[PROBLEM TO SOLVE] Transcribe each record below word for word.

DATA EXTRACTS Block Start

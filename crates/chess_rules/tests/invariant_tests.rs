use rand::rngs::StdRng;
use rand::{Rng, SeedableRng};
use rayon::prelude::*;

use chess_rules::{
    evaluate, legal_cells, reachable_cells, Board, Cell, Color, Piece, PieceKind,
};

/// Sparse random position: two kings plus a scatter of other pieces.
fn random_board(rng: &mut StdRng, extra_pieces: usize) -> Board {
    let mut board = Board::empty();
    let mut free: Vec<Cell> = Cell::all().collect();

    for color in [Color::White, Color::Black] {
        let i = rng.gen_range(0..free.len());
        board.set_piece(free.swap_remove(i), Some(Piece::new(color, PieceKind::King)));
    }

    let kinds = [
        PieceKind::Pawn,
        PieceKind::Knight,
        PieceKind::Bishop,
        PieceKind::Rook,
        PieceKind::Queen,
    ];
    for _ in 0..extra_pieces {
        let i = rng.gen_range(0..free.len());
        let kind = kinds[rng.gen_range(0..kinds.len())];
        let color = if rng.gen_bool(0.5) {
            Color::White
        } else {
            Color::Black
        };
        board.set_piece(free.swap_remove(i), Some(Piece::new(color, kind)));
    }
    board
}

fn occupied_cells(board: &Board) -> Vec<Cell> {
    Cell::all().filter(|&c| board.piece_at(c).is_some()).collect()
}

#[test]
fn legal_moves_are_reachable_and_leave_no_trace() {
    (0u64..64).into_par_iter().for_each(|seed| {
        let mut rng = StdRng::seed_from_u64(seed);
        let extra = rng.gen_range(2..10);
        let board = random_board(&mut rng, extra);
        let snapshot = board.clone();

        for from in occupied_cells(&board) {
            let reachable = reachable_cells(&board, from).unwrap();
            let legal = legal_cells(&board, from).unwrap();

            assert!(
                legal.iter().all(|c| reachable.contains(c)),
                "seed {seed}: legal cell outside the reachable set for {from}"
            );
            assert_eq!(board, snapshot, "seed {seed}: legality query moved a piece");

            evaluate(&board, from).unwrap();
            assert_eq!(board, snapshot, "seed {seed}: evaluation moved a piece");
        }
    });
}

/// Walks from `from` towards `to` and checks every intermediate cell is free.
fn path_clear(board: &Board, from: Cell, to: Cell) -> bool {
    let dr = (to.row() - from.row()).signum();
    let dc = (to.col() - from.col()).signum();
    let mut cur = from.offset(dr, dc);
    while let Some(c) = cur {
        if c == to {
            return true;
        }
        if board.piece_at(c).is_some() {
            return false;
        }
        cur = c.offset(dr, dc);
    }
    false
}

#[test]
fn sliders_never_jump_over_occupied_cells() {
    (0u64..256).into_par_iter().for_each(|seed| {
        let mut rng = StdRng::seed_from_u64(seed);
        let extra = rng.gen_range(4..16);
        let board = random_board(&mut rng, extra);

        for from in occupied_cells(&board) {
            let piece = board.piece_at(from).unwrap();
            if !matches!(
                piece.kind,
                PieceKind::Rook | PieceKind::Bishop | PieceKind::Queen
            ) {
                continue;
            }
            for to in reachable_cells(&board, from).unwrap() {
                let dr = (to.row() - from.row()).abs();
                let dc = (to.col() - from.col()).abs();
                assert!(
                    dr == 0 || dc == 0 || dr == dc,
                    "seed {seed}: slider target {to} not on a ray from {from}"
                );
                assert!(
                    path_clear(&board, from, to),
                    "seed {seed}: slider jumped a blocker between {from} and {to}"
                );
            }
        }
    });
}

#[test]
fn step_pieces_stay_within_eight_cells() {
    (0u64..64).into_par_iter().for_each(|seed| {
        let mut rng = StdRng::seed_from_u64(seed);
        let extra = rng.gen_range(4..16);
        let board = random_board(&mut rng, extra);

        for from in occupied_cells(&board) {
            let piece = board.piece_at(from).unwrap();
            if matches!(piece.kind, PieceKind::Knight | PieceKind::King) {
                assert!(reachable_cells(&board, from).unwrap().len() <= 8);
            }
        }
    });
}

#[test]
fn checkmated_side_has_no_legal_moves() {
    // Fool's mate: the white king is checked by the h4 queen and nothing
    // can block, capture or step away.
    let board =
        Board::from_fen("rnb1kbnr/pppp1ppp/8/4p3/6Pq/5P2/PPPPP2P/RNBQKBNR").unwrap();
    assert!(board.in_check(Color::White));

    let white_moves: usize = board
        .pieces_of(Color::White)
        .map(|(from, _)| legal_cells(&board, from).unwrap().len())
        .sum();
    assert_eq!(white_moves, 0);

    // Black, by contrast, is free to move.
    let black_moves: usize = board
        .pieces_of(Color::Black)
        .map(|(from, _)| legal_cells(&board, from).unwrap().len())
        .sum();
    assert!(black_moves > 0);
}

DATA EXTRACTS Block End

[RESPONSE AREA]
filename crates/chess_rules/tests/invariant_tests.rs
use rand::rngs::StdRng;
use rand::{Rng, SeedableRng};
use rayon::prelude::*;

use chess_rules::{
    evaluate, legal_cells, reachable_cells, Board, Cell, Color, Piece, PieceKind,
};

/// Sparse random position: two kings plus a scatter of other pieces.
fn random_board(rng: &mut StdRng, extra_pieces: usize) -> Board {
    let mut board = Board::empty();
    let mut free: Vec<Cell> = Cell::all().collect();

    for color in [Color::White, Color::Black] {
        let i = rng.gen_range(0..free.len());
        board.set_piece(free.swap_remove(i), Some(Piece::new(color, PieceKind::King)));
    }

    let kinds = [
        PieceKind::Pawn,
        PieceKind::Knight,
        PieceKind::Bishop,
        PieceKind::Rook,
        PieceKind::Queen,
    ];
    for _ in 0..extra_pieces {
        let i = rng.gen_range(0..free.len());
        let kind = kinds[rng.gen_range(0..kinds.len())];
        let color = if rng.gen_bool(0.5) {
            Color::White
        } else {
            Color::Black
        };
        board.set_piece(free.swap_remove(i), Some(Piece::new(color, kind)));
    }
    board
}

fn occupied_cells(board: &Board) -> Vec<Cell> {
    Cell::all().filter(|&c| board.piece_at(c).is_some()).collect()
}

#[test]
fn legal_moves_are_reachable_and_leave_no_trace() {
    (0u64..64).into_par_iter().for_each(|seed| {
        let mut rng = StdRng::seed_from_u64(seed);
        let extra = rng.gen_range(2..10);
        let board = random_board(&mut rng, extra);
        let snapshot = board.clone();

        for from in occupied_cells(&board) {
            let reachable = reachable_cells(&board, from).unwrap();
            let legal = legal_cells(&board, from).unwrap();

            assert!(
                legal.iter().all(|c| reachable.contains(c)),
                "seed {seed}: legal cell outside the reachable set for {from}"
            );
            assert_eq!(board, snapshot, "seed {seed}: legality query moved a piece");

            evaluate(&board, from).unwrap();
            assert_eq!(board, snapshot, "seed {seed}: evaluation moved a piece");
        }
    });
}

/// Walks from `from` towards `to` and checks every intermediate cell is free.
fn path_clear(board: &Board, from: Cell, to: Cell) -> bool {
    let dr = (to.row() - from.row()).signum();
    let dc = (to.col() - from.col()).signum();
    let mut cur = from.offset(dr, dc);
    while let Some(c) = cur {
        if c == to {
            return true;
        }
        if board.piece_at(c).is_some() {
            return false;
        }
        cur = c.offset(dr, dc);
    }
    false
}

#[test]
fn sliders_never_jump_over_occupied_cells() {
    (0u64..256).into_par_iter().for_each(|seed| {
        let mut rng = StdRng::seed_from_u64(seed);
        let extra = rng.gen_range(4..16);
        let board = random_board(&mut rng, extra);

        for from in occupied_cells(&board) {
            let piece = board.piece_at(from).unwrap();
            if !matches!(
                piece.kind,
                PieceKind::Rook | PieceKind::Bishop | PieceKind::Queen
            ) {
                continue;
            }
            for to in reachable_cells(&board, from).unwrap() {
                let dr = (to.row() - from.row()).abs();
                let dc = (to.col() - from.col()).abs();
                assert!(
                    dr == 0 || dc == 0 || dr == dc,
                    "seed {seed}: slider target {to} not on a ray from {from}"
                );
                assert!(
                    path_clear(&board, from, to),
                    "seed {seed}: slider jumped a blocker between {from} and {to}"
                );
            }
        }
    });
}

#[test]
fn step_pieces_stay_within_eight_cells() {
    (0u64..64).into_par_iter().for_each(|seed| {
        let mut rng = StdRng::seed_from_u64(seed);
        let extra = rng.gen_range(4..16);
        let board = random_board(&mut rng, extra);

        for from in occupied_cells(&board) {
            let piece = board.piece_at(from).unwrap();
            if matches!(piece.kind, PieceKind::Knight | PieceKind::King) {
                assert!(reachable_cells(&board, from).unwrap().len() <= 8);
            }
        }
    });
}

#[test]
fn checkmated_side_has_no_legal_moves() {
    // Fool's mate: the white king is checked by the h4 queen and nothing
    // can block, capture or step away.
    let board =
        Board::from_fen("rnb1kbnr/pppp1ppp/8/4p3/6Pq/5P2/PPPPP2P/RNBQKBNR").unwrap();
    assert!(board.in_check(Color::White));

    let white_moves: usize = board
        .pieces_of(Color::White)
        .map(|(from, _)| legal_cells(&board, from).unwrap().len())
        .sum();
    assert_eq!(white_moves, 0);

    // Black, by contrast, is free to move.
    let black_moves: usize = board
        .pieces_of(Color::Black)
        .map(|(from, _)| legal_cells(&board, from).unwrap().len())
        .sum();
    assert!(black_moves > 0);
}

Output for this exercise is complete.